*** INFORMATION Section Begins ***

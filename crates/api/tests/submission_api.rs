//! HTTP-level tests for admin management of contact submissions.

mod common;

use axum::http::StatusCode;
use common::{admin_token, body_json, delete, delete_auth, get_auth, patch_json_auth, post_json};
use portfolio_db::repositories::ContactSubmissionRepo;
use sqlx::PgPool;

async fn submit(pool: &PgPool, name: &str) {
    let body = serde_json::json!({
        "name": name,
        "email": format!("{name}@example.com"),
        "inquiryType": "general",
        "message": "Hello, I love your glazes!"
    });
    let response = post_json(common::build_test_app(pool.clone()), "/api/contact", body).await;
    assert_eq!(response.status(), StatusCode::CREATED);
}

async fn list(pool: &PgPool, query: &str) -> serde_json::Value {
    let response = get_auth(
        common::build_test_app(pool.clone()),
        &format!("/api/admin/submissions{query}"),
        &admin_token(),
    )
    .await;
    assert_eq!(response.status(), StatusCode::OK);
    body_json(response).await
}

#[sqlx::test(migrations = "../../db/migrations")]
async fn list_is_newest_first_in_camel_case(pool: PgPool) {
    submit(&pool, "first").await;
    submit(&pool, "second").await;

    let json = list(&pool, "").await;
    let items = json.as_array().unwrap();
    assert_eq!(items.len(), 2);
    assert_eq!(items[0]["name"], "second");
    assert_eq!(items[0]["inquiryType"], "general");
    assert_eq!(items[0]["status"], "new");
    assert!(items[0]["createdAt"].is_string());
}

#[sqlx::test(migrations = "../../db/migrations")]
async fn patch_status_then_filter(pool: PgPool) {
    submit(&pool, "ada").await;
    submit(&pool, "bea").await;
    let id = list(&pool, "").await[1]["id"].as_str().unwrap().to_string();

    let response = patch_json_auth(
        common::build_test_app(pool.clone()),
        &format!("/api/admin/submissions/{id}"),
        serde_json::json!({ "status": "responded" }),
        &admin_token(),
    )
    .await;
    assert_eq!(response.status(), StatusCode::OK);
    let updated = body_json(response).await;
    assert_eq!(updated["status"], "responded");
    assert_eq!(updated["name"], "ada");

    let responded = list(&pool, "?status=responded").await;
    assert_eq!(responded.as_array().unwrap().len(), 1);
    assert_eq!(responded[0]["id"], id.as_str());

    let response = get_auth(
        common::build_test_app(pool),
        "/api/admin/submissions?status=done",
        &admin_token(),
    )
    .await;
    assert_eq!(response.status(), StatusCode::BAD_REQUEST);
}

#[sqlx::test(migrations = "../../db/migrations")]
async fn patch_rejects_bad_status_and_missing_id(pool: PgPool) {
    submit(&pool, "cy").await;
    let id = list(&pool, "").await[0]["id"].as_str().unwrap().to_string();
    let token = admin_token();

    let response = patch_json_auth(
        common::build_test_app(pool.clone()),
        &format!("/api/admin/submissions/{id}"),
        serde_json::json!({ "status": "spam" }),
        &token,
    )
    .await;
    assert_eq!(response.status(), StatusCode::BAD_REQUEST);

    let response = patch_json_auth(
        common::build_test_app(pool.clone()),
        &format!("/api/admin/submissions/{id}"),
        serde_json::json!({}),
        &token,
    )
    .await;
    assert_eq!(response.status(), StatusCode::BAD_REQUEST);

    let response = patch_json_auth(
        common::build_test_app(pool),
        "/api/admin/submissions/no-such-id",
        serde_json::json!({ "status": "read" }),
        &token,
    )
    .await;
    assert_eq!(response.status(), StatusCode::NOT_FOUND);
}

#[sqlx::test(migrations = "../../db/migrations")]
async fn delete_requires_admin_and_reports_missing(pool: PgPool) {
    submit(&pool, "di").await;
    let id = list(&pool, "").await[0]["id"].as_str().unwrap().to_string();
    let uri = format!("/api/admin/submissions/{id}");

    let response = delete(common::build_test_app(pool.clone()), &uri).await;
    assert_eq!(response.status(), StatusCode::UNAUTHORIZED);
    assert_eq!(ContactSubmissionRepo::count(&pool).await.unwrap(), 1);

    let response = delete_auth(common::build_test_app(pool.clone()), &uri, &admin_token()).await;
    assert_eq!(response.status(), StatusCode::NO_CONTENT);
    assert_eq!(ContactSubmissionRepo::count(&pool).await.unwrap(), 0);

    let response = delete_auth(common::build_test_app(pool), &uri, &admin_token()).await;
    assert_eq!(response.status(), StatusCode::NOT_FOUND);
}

*** INFORMATION Section Ends ***

#### INSTRUCTIONS TO FOLLOW:
Each line of the data that has the string "items" should be returned.

#### OUTPUT FOR THIS EXERCISE:
    let items = json.as_array().unwrap();
    assert_eq!(items.len(), 2);
    assert_eq!(items[0]["name"], "second");
    assert_eq!(items[0]["inquiryType"], "general");
    assert_eq!(items[0]["status"], "new");
    assert!(items[0]["createdAt"].is_string());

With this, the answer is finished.